◆ What the task requires: Give the data again exactly as it appears.

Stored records

((

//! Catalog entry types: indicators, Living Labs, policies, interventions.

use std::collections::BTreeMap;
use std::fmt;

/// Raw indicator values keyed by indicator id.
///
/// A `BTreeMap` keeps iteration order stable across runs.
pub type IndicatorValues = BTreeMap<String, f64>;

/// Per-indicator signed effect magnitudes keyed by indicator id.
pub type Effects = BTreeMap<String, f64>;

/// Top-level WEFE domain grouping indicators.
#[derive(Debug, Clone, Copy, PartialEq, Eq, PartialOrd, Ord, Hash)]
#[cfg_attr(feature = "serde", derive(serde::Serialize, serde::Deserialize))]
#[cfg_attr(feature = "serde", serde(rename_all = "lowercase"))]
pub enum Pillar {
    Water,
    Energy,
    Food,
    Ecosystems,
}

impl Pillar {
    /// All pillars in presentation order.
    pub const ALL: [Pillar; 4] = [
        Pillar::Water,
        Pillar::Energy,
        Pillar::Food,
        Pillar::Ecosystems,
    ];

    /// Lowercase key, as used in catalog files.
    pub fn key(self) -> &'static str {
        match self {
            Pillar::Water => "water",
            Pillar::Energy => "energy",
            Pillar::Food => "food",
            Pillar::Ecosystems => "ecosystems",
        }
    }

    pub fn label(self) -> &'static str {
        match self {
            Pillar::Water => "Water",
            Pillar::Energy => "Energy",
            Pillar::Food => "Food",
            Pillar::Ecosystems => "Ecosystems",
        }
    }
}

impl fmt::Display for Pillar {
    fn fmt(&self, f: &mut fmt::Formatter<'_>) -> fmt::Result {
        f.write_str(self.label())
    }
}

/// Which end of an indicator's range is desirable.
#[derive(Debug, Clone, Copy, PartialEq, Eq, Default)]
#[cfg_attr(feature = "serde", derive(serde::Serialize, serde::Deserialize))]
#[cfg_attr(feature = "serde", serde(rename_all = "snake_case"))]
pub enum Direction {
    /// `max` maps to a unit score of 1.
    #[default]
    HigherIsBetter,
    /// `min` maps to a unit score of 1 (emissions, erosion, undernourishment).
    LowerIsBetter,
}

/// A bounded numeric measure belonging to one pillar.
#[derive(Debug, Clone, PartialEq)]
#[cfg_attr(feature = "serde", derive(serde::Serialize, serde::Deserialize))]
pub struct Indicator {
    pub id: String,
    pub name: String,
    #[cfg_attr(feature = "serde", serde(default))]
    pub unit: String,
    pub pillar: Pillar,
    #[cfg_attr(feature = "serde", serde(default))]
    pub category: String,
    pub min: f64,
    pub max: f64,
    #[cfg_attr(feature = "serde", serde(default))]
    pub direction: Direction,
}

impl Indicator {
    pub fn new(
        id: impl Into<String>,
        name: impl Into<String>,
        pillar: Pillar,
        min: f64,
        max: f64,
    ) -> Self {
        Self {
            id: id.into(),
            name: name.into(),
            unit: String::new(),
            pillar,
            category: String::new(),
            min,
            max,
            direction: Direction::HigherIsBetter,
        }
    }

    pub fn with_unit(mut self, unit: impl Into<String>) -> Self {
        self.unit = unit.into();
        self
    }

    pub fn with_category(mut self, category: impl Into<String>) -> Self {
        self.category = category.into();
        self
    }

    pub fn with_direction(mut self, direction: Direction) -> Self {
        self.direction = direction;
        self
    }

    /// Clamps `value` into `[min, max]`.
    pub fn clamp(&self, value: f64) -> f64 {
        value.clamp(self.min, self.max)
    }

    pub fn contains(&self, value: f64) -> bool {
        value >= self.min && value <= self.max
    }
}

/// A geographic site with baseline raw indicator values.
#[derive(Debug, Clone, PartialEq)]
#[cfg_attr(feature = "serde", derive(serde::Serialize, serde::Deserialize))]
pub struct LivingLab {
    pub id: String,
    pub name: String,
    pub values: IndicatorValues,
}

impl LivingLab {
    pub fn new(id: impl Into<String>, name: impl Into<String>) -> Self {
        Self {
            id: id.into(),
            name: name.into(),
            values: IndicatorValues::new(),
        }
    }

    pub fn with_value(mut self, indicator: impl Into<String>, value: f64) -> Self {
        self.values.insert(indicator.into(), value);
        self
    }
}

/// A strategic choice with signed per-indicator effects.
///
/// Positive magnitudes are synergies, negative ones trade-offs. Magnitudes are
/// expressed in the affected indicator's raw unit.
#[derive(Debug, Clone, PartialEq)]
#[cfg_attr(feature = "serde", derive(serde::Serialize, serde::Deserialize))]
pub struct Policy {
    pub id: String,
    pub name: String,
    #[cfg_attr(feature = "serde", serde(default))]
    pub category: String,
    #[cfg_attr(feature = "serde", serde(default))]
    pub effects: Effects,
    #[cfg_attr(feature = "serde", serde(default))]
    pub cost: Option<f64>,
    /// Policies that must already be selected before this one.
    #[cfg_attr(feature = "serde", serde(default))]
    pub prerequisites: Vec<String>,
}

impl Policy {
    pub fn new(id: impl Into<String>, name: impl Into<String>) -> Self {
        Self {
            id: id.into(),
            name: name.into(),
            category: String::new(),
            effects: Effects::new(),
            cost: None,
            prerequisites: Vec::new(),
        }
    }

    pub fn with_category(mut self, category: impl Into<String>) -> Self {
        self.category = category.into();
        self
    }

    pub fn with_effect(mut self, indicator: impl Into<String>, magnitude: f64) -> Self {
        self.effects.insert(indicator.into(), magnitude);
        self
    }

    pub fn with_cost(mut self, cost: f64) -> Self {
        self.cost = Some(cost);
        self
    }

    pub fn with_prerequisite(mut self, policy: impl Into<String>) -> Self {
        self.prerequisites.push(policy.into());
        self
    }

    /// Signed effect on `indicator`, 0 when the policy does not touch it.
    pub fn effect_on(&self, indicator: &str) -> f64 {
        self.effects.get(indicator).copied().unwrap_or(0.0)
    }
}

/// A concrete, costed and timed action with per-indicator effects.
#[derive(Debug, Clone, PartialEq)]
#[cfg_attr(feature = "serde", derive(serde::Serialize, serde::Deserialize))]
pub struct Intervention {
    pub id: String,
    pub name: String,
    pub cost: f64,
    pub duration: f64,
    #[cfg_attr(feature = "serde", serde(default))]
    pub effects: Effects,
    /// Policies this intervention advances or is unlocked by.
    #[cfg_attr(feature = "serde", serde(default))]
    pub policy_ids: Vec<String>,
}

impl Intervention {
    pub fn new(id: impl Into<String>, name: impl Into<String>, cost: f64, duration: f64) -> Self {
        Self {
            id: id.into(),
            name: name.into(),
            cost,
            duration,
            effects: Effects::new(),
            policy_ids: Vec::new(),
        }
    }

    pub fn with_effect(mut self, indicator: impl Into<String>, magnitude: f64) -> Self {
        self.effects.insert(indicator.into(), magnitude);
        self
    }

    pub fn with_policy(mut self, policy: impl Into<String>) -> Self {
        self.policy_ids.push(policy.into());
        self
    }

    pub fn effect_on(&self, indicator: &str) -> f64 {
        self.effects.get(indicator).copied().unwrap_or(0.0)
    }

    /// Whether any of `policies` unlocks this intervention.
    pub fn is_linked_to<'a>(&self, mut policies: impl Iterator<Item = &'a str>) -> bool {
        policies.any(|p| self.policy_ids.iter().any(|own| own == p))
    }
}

))

◆ Solution to this problem:
//! Catalog entry types: indicators, Living Labs, policies, interventions.

use std::collections::BTreeMap;
use std::fmt;

/// Raw indicator values keyed by indicator id.
///
/// A `BTreeMap` keeps iteration order stable across runs.
pub type IndicatorValues = BTreeMap<String, f64>;

/// Per-indicator signed effect magnitudes keyed by indicator id.
pub type Effects = BTreeMap<String, f64>;

/// Top-level WEFE domain grouping indicators.
#[derive(Debug, Clone, Copy, PartialEq, Eq, PartialOrd, Ord, Hash)]
#[cfg_attr(feature = "serde", derive(serde::Serialize, serde::Deserialize))]
#[cfg_attr(feature = "serde", serde(rename_all = "lowercase"))]
pub enum Pillar {
    Water,
    Energy,
    Food,
    Ecosystems,
}

impl Pillar {
    /// All pillars in presentation order.
    pub const ALL: [Pillar; 4] = [
        Pillar::Water,
        Pillar::Energy,
        Pillar::Food,
        Pillar::Ecosystems,
    ];

    /// Lowercase key, as used in catalog files.
    pub fn key(self) -> &'static str {
        match self {
            Pillar::Water => "water",
            Pillar::Energy => "energy",
            Pillar::Food => "food",
            Pillar::Ecosystems => "ecosystems",
        }
    }

    pub fn label(self) -> &'static str {
        match self {
            Pillar::Water => "Water",
            Pillar::Energy => "Energy",
            Pillar::Food => "Food",
            Pillar::Ecosystems => "Ecosystems",
        }
    }
}

impl fmt::Display for Pillar {
    fn fmt(&self, f: &mut fmt::Formatter<'_>) -> fmt::Result {
        f.write_str(self.label())
    }
}

/// Which end of an indicator's range is desirable.
#[derive(Debug, Clone, Copy, PartialEq, Eq, Default)]
#[cfg_attr(feature = "serde", derive(serde::Serialize, serde::Deserialize))]
#[cfg_attr(feature = "serde", serde(rename_all = "snake_case"))]
pub enum Direction {
    /// `max` maps to a unit score of 1.
    #[default]
    HigherIsBetter,
    /// `min` maps to a unit score of 1 (emissions, erosion, undernourishment).
    LowerIsBetter,
}

/// A bounded numeric measure belonging to one pillar.
#[derive(Debug, Clone, PartialEq)]
#[cfg_attr(feature = "serde", derive(serde::Serialize, serde::Deserialize))]
pub struct Indicator {
    pub id: String,
    pub name: String,
    #[cfg_attr(feature = "serde", serde(default))]
    pub unit: String,
    pub pillar: Pillar,
    #[cfg_attr(feature = "serde", serde(default))]
    pub category: String,
    pub min: f64,
    pub max: f64,
    #[cfg_attr(feature = "serde", serde(default))]
    pub direction: Direction,
}

impl Indicator {
    pub fn new(
        id: impl Into<String>,
        name: impl Into<String>,
        pillar: Pillar,
        min: f64,
        max: f64,
    ) -> Self {
        Self {
            id: id.into(),
            name: name.into(),
            unit: String::new(),
            pillar,
            category: String::new(),
            min,
            max,
            direction: Direction::HigherIsBetter,
        }
    }

    pub fn with_unit(mut self, unit: impl Into<String>) -> Self {
        self.unit = unit.into();
        self
    }

    pub fn with_category(mut self, category: impl Into<String>) -> Self {
        self.category = category.into();
        self
    }

    pub fn with_direction(mut self, direction: Direction) -> Self {
        self.direction = direction;
        self
    }

    /// Clamps `value` into `[min, max]`.
    pub fn clamp(&self, value: f64) -> f64 {
        value.clamp(self.min, self.max)
    }

    pub fn contains(&self, value: f64) -> bool {
        value >= self.min && value <= self.max
    }
}

/// A geographic site with baseline raw indicator values.
#[derive(Debug, Clone, PartialEq)]
#[cfg_attr(feature = "serde", derive(serde::Serialize, serde::Deserialize))]
pub struct LivingLab {
    pub id: String,
    pub name: String,
    pub values: IndicatorValues,
}

impl LivingLab {
    pub fn new(id: impl Into<String>, name: impl Into<String>) -> Self {
        Self {
            id: id.into(),
            name: name.into(),
            values: IndicatorValues::new(),
        }
    }

    pub fn with_value(mut self, indicator: impl Into<String>, value: f64) -> Self {
        self.values.insert(indicator.into(), value);
        self
    }
}

/// A strategic choice with signed per-indicator effects.
///
/// Positive magnitudes are synergies, negative ones trade-offs. Magnitudes are
/// expressed in the affected indicator's raw unit.
#[derive(Debug, Clone, PartialEq)]
#[cfg_attr(feature = "serde", derive(serde::Serialize, serde::Deserialize))]
pub struct Policy {
    pub id: String,
    pub name: String,
    #[cfg_attr(feature = "serde", serde(default))]
    pub category: String,
    #[cfg_attr(feature = "serde", serde(default))]
    pub effects: Effects,
    #[cfg_attr(feature = "serde", serde(default))]
    pub cost: Option<f64>,
    /// Policies that must already be selected before this one.
    #[cfg_attr(feature = "serde", serde(default))]
    pub prerequisites: Vec<String>,
}

impl Policy {
    pub fn new(id: impl Into<String>, name: impl Into<String>) -> Self {
        Self {
            id: id.into(),
            name: name.into(),
            category: String::new(),
            effects: Effects::new(),
            cost: None,
            prerequisites: Vec::new(),
        }
    }

    pub fn with_category(mut self, category: impl Into<String>) -> Self {
        self.category = category.into();
        self
    }

    pub fn with_effect(mut self, indicator: impl Into<String>, magnitude: f64) -> Self {
        self.effects.insert(indicator.into(), magnitude);
        self
    }

    pub fn with_cost(mut self, cost: f64) -> Self {
        self.cost = Some(cost);
        self
    }

    pub fn with_prerequisite(mut self, policy: impl Into<String>) -> Self {
        self.prerequisites.push(policy.into());
        self
    }

    /// Signed effect on `indicator`, 0 when the policy does not touch it.
    pub fn effect_on(&self, indicator: &str) -> f64 {
        self.effects.get(indicator).copied().unwrap_or(0.0)
    }
}

/// A concrete, costed and timed action with per-indicator effects.
#[derive(Debug, Clone, PartialEq)]
#[cfg_attr(feature = "serde", derive(serde::Serialize, serde::Deserialize))]
pub struct Intervention {
    pub id: String,
    pub name: String,
    pub cost: f64,
    pub duration: f64,
    #[cfg_attr(feature = "serde", serde(default))]
    pub effects: Effects,
    /// Policies this intervention advances or is unlocked by.
    #[cfg_attr(feature = "serde", serde(default))]
    pub policy_ids: Vec<String>,
}

impl Intervention {
    pub fn new(id: impl Into<String>, name: impl Into<String>, cost: f64, duration: f64) -> Self {
        Self {
            id: id.into(),
            name: name.into(),
            cost,
            duration,
            effects: Effects::new(),
            policy_ids: Vec::new(),
        }
    }

    pub fn with_effect(mut self, indicator: impl Into<String>, magnitude: f64) -> Self {
        self.effects.insert(indicator.into(), magnitude);
        self
    }

    pub fn with_policy(mut self, policy: impl Into<String>) -> Self {
        self.policy_ids.push(policy.into());
        self
    }

    pub fn effect_on(&self, indicator: &str) -> f64 {
        self.effects.get(indicator).copied().unwrap_or(0.0)
    }

    /// Whether any of `policies` unlocks this intervention.
    pub fn is_linked_to<'a>(&self, mut policies: impl Iterator<Item = &'a str>) -> bool {
        policies.any(|p| self.policy_ids.iter().any(|own| own == p))
    }
}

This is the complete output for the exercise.